Official symbols of a Russian regional head

The symbols of the Head of the Sakha Republic (Символы Главы Республики Саха (Якутия)) denote the authority of the head of the Sakha Republic, an autonomous region of Russia. The symbols consisted of the ceremonial badge and the Standard of the Head of the Sakha Republic. Up until 2004, a ceremonial mace was also included as one of the symbols.

== Legislation ==
The legislation that defines the symbols is "On the Official Symbols of the Sakha Republic". The specific section that regulates the symbols of the law is in Chapter 26, Section 5. This section was last amended on 9 October 2014.

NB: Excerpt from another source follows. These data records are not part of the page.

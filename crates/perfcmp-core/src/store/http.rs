use std::time::Duration;

use async_trait::async_trait;
use bytes::Bytes;
use reqwest::header::CONTENT_TYPE;

use super::{ObjectStore, PutAck};
use crate::error::PerfCmpError;

/// Plain `PUT {endpoint}/{bucket}/{key}` upload.
///
/// Useful against gateways that accept unsigned writes. The real HTTP
/// status is passed back in the acknowledgement.
pub struct HttpPutStore {
    client: reqwest::Client,
    endpoint: String,
}

impl HttpPutStore {
    pub fn new(endpoint: impl Into<String>) -> Result<Self, PerfCmpError> {
        let client = reqwest::Client::builder()
            .timeout(Duration::from_secs(60))
            .user_agent(format!("perfcmp/{}", env!("CARGO_PKG_VERSION")))
            .build()?;
        Ok(Self {
            client,
            endpoint: endpoint.into(),
        })
    }

    pub fn object_url(&self, bucket: &str, key: &str) -> String {
        format!("{}/{}/{}", self.endpoint.trim_end_matches('/'), bucket, key)
    }
}

#[async_trait]
impl ObjectStore for HttpPutStore {
    async fn put(
        &self,
        bucket: &str,
        key: &str,
        bytes: Bytes,
        content_type: &str,
    ) -> Result<PutAck, PerfCmpError> {
        let url = self.object_url(bucket, key);
        let response = self
            .client
            .put(&url)
            .header(CONTENT_TYPE, content_type)
            .body(bytes)
            .send()
            .await?;

        let http_status = response.status().as_u16();
        tracing::debug!(%url, http_status, "http put finished");
        Ok(PutAck { http_status })
    }
}
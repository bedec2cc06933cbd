//! Answer-key document parser.
//!
//! The key document is flat: it renders as a stream of
//! `<question id> <correct option id>` pairs with no per-question block
//! structure, so the parser scans the whole text for adjacent 10-digit
//! pairs and never looks at line boundaries.

use std::sync::OnceLock;

use regex::Regex;

use crate::model::AnswerKey;

fn pair_re() -> &'static Regex {
    static RE: OnceLock<Regex> = OnceLock::new();
    RE.get_or_init(|| Regex::new(r"([0-9]{10})\s+([0-9]{10})").unwrap())
}

/// Build the QuestionId → correct OptionId map from the key document text.
///
/// Pairs are taken in order of appearance, non-overlapping; a repeated
/// QuestionId overwrites the earlier entry (last write wins). Malformed
/// input never errors: text with no pairs yields an empty key.
pub fn parse_answer_key(text: &str) -> AnswerKey {
    let mut key = AnswerKey::new();
    for caps in pair_re().captures_iter(text) {
        key.insert(caps[1].to_string(), caps[2].to_string());
    }
    tracing::debug!(entries = key.len(), "parsed answer key");
    key
}
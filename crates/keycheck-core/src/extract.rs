//! Identifier extraction from single lines of document text.
//!
//! Both source documents identify questions and options with 10-digit
//! numeric tokens, always laid out as `<label> <value>`. Every other
//! parsing component funnels through these two functions, so the
//! "first match only" policy lives in exactly one place.

use std::sync::OnceLock;

use regex::Regex;

fn identifier_re() -> &'static Regex {
    static RE: OnceLock<Regex> = OnceLock::new();
    RE.get_or_init(|| Regex::new(r"[0-9]{10}").unwrap())
}

fn choice_token_re() -> &'static Regex {
    static RE: OnceLock<Regex> = OnceLock::new();
    RE.get_or_init(|| Regex::new(r"[0-9]+|Not Attempted").unwrap())
}

/// Return the first run of 10 consecutive decimal digits in `line`.
///
/// A longer digit run yields its first 10 digits. Labels precede values
/// in the source layout, so the first match is the value we want; a line
/// with several 10-digit tokens yields only the first.
pub fn first_identifier(line: &str) -> Option<&str> {
    identifier_re().find(line).map(|m| m.as_str())
}

/// Return the raw chosen-option token from a "Chosen Option" line:
/// either the first run of decimal digits or the literal `Not Attempted`.
pub fn first_choice_token(line: &str) -> Option<&str> {
    choice_token_re().find(line).map(|m| m.as_str())
}
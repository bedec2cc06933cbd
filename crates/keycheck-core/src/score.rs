//! Scoring: join answer-key entries with resolved choices and aggregate.

use std::collections::HashMap;

use serde::{Deserialize, Serialize};

use crate::model::{AnswerKey, QuestionId, Scorecard, ScoredResult, Status, Totals};
use crate::resolve::ResolvedChoice;

/// Marks awarded per correct answer.
pub const CORRECT_MARKS: i64 = 4;
/// Marks deducted per incorrect answer.
pub const INCORRECT_PENALTY: i64 = 1;

/// How to classify a question whose chosen index pointed at an option
/// slot that was never extracted from the source text.
///
/// The shipped behavior scores it as a definite wrong answer. That may be
/// a reading of incomplete source text rather than intent, so the choice
/// is a single named policy rather than a branch buried in the scorer.
#[derive(Debug, Clone, Copy, Default, PartialEq, Eq, Serialize, Deserialize)]
#[serde(rename_all = "lowercase")]
pub enum MissingOptionPolicy {
    /// An answered question with an unextractable option is wrong.
    #[default]
    Incorrect,
    /// Treat it like the question was never attempted.
    Unattempted,
}

impl MissingOptionPolicy {
    fn status(self) -> Status {
        match self {
            MissingOptionPolicy::Incorrect => Status::Incorrect,
            MissingOptionPolicy::Unattempted => Status::Unattempted,
        }
    }
}

/// Score every answer-key entry against the resolved choices.
///
/// Output order follows the key. Questions with no resolved choice (never
/// answered, or their record had no question identifier) default to
/// Unattempted. Response-only questions absent from the key are never
/// scored. An empty key yields an empty scorecard with score 0.
pub fn score(
    key: &AnswerKey,
    resolved: &HashMap<QuestionId, ResolvedChoice>,
    policy: MissingOptionPolicy,
) -> Scorecard {
    let mut results = Vec::with_capacity(key.len());
    let mut totals = Totals::default();

    for (question, correct_option) in key.iter() {
        let choice = resolved
            .get(question)
            .unwrap_or(&ResolvedChoice::Unattempted);

        let status = match choice {
            ResolvedChoice::Unattempted => Status::Unattempted,
            ResolvedChoice::Selected(id) if id == correct_option => Status::Correct,
            ResolvedChoice::Selected(_) => Status::Incorrect,
            ResolvedChoice::MissingOption => policy.status(),
        };

        match status {
            Status::Correct => totals.correct += 1,
            Status::Incorrect => totals.incorrect += 1,
            Status::Unattempted => totals.unattempted += 1,
        }

        results.push(ScoredResult {
            question_id: question.clone(),
            chosen: choice.display().to_string(),
            correct_option: correct_option.clone(),
            status,
        });
    }

    totals.score =
        CORRECT_MARKS * i64::from(totals.correct) - INCORRECT_PENALTY * i64::from(totals.incorrect);

    tracing::info!(
        correct = totals.correct,
        incorrect = totals.incorrect,
        unattempted = totals.unattempted,
        score = totals.score,
        "scored response sheet"
    );

    Scorecard { results, totals }
}
//! Extraction error types.
//!
//! Defined as a dedicated enum so callers can surface extraction failure
//! as a single opaque boundary error without string matching; the
//! pipeline itself never produces one of these.

use std::path::PathBuf;

use thiserror::Error;

/// Errors that can occur while turning a source document into text.
#[derive(Debug, Error)]
pub enum ExtractError {
    /// The document could not be read from disk.
    #[error("failed to read {path}: {source}")]
    Io {
        path: PathBuf,
        #[source]
        source: std::io::Error,
    },

    /// The document is not a well-formed PDF, or its text could not be
    /// decoded.
    #[error("failed to extract PDF text from {path}: {source}")]
    Pdf {
        path: PathBuf,
        #[source]
        source: lopdf::Error,
    },

    /// The document contained no extractable text at all.
    #[error("no text extracted from {path}")]
    Empty { path: PathBuf },
}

The legislation explains the shape of the symbols of the Head of the Sakha Republic as well as their usage. The legislation approves the symbols of the Head of the Republic of Sakha, their description and their provisions by the Head of the Republic of Sakha with the presentation by the Heraldic Council of Sakha.

== Badges ==

=== Ceremonial badge ===

The Ceremonial Badge of the Head of the Sakha Republic (Церемониальный знак Главы Республики Саха (Якутия)) is the official symbol of the Head of the Sakha Republic. It is worn as a neck chain, and is awarded after the Head of the Republic of Sakha takes the oath of office.

==== Design ====
The badge's design is a figure decoration. It is worn on a neck chain. Elements of the Yakut national ornament are superimposed on the sign of the Order of the Polar Star, the highest award of the Republic of Sakha.

==== Usage ====
The badge was used to symbolize the role of the Head. The badge is worn by the Head during state celebrations; major official events and ceremonies; when presenting state awards of the Sakha Republic, and in other cases of performance of official duties at the Head's discretion.

=== Standard ===

The Standard of the Head of the Sakha Republic (Штандарт Главы Республики Саха) is the official standard of the Head of the Sakha Republic. It is used at buildings and on vehicles to denote his presence.

==== Design ====
The standard design is an exact copy of the national flag, with the addition of the coat of arms of the Sakha Republic replacing the white circle. The standard ratio is 1:1, based on the fact that the flag is square shaped, and The Presidential Flag is framed with golden fringes.

==== Usage ====
The original standard was placed in the office of the President of the Republic of Sakha. The standard can be duplicated and can be raised or hung over the main residence of the President of the Republic of Sakha. The standard was also hung over in the permanent mission of the Republic of Sakha.